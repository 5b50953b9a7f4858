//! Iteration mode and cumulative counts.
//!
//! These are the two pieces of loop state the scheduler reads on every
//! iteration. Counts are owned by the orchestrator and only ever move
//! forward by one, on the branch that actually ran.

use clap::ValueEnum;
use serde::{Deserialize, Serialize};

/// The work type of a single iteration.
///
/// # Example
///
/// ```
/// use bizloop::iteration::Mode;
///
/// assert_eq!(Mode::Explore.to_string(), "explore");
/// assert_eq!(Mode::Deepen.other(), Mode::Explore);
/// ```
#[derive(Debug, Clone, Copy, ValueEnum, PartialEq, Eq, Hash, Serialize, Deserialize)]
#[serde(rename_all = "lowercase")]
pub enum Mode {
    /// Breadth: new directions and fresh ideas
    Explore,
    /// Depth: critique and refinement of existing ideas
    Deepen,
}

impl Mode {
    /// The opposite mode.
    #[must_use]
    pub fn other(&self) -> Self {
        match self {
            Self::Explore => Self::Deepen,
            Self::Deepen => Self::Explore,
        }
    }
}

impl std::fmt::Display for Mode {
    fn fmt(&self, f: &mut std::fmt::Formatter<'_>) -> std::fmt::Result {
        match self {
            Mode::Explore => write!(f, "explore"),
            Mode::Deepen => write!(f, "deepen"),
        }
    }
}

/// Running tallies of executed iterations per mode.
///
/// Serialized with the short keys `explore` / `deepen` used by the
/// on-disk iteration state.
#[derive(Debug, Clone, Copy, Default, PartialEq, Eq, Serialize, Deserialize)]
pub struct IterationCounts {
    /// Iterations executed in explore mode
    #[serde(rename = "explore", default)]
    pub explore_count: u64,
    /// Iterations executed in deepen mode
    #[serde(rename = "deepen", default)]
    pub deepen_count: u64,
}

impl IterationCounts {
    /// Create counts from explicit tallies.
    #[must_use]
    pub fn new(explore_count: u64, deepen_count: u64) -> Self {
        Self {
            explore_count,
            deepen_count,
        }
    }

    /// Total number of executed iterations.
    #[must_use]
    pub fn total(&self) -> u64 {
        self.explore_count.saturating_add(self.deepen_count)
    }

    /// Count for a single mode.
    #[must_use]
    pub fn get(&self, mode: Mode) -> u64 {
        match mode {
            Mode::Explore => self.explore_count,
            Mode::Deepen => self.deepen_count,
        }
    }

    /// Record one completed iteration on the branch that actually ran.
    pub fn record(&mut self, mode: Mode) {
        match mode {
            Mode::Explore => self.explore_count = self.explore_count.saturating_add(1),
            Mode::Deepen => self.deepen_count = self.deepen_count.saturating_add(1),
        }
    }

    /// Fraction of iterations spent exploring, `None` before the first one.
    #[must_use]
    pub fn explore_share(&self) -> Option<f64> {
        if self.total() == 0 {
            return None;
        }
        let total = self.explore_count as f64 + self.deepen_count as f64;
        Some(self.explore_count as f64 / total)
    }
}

---

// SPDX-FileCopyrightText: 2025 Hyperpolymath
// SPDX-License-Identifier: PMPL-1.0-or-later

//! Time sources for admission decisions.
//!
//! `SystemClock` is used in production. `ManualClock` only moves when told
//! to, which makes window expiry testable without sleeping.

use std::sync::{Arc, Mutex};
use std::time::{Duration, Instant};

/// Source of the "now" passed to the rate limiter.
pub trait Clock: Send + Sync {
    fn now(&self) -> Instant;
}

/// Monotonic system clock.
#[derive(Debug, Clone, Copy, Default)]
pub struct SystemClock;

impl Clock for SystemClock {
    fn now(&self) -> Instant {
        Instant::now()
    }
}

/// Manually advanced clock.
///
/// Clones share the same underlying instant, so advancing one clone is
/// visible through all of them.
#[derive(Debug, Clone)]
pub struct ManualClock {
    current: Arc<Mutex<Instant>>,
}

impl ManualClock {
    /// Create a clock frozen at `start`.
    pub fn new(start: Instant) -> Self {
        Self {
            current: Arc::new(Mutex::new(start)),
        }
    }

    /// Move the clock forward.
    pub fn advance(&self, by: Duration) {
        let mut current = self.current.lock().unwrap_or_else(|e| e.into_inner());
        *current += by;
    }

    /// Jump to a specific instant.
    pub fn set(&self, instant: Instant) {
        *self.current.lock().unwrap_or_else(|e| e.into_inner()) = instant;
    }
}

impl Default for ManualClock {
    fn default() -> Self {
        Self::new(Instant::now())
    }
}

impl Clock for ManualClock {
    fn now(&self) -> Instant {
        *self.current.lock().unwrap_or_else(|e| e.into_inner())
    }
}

==

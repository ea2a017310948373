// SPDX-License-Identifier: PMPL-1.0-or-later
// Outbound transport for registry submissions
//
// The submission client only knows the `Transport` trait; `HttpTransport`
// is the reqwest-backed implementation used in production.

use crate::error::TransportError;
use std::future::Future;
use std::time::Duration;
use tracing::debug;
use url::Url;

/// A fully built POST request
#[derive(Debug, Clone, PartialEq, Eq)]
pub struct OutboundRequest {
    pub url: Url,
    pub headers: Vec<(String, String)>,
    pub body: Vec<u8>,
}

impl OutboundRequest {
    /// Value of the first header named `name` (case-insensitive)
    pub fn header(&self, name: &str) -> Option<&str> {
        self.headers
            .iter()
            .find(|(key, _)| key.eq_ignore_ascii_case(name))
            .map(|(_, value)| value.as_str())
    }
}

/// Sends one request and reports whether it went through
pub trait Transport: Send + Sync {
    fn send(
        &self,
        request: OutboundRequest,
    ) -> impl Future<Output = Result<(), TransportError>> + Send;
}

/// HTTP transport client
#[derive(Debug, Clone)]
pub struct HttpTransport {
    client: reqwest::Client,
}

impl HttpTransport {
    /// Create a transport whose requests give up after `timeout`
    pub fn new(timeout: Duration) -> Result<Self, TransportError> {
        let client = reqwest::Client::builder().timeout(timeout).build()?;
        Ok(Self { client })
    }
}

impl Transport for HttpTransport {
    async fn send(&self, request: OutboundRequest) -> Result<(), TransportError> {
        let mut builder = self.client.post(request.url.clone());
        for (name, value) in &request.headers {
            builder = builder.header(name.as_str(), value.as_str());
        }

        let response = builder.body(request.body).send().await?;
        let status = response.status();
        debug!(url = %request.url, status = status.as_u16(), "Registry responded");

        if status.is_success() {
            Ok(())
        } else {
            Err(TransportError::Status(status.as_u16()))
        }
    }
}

| DESCRIPTION OF THE TASK |
Copy every line from the records above that contains the string "tallies".

| YOUR RESPONSE |
/// Running tallies of executed iterations per mode.
    /// Create counts from explicit tallies.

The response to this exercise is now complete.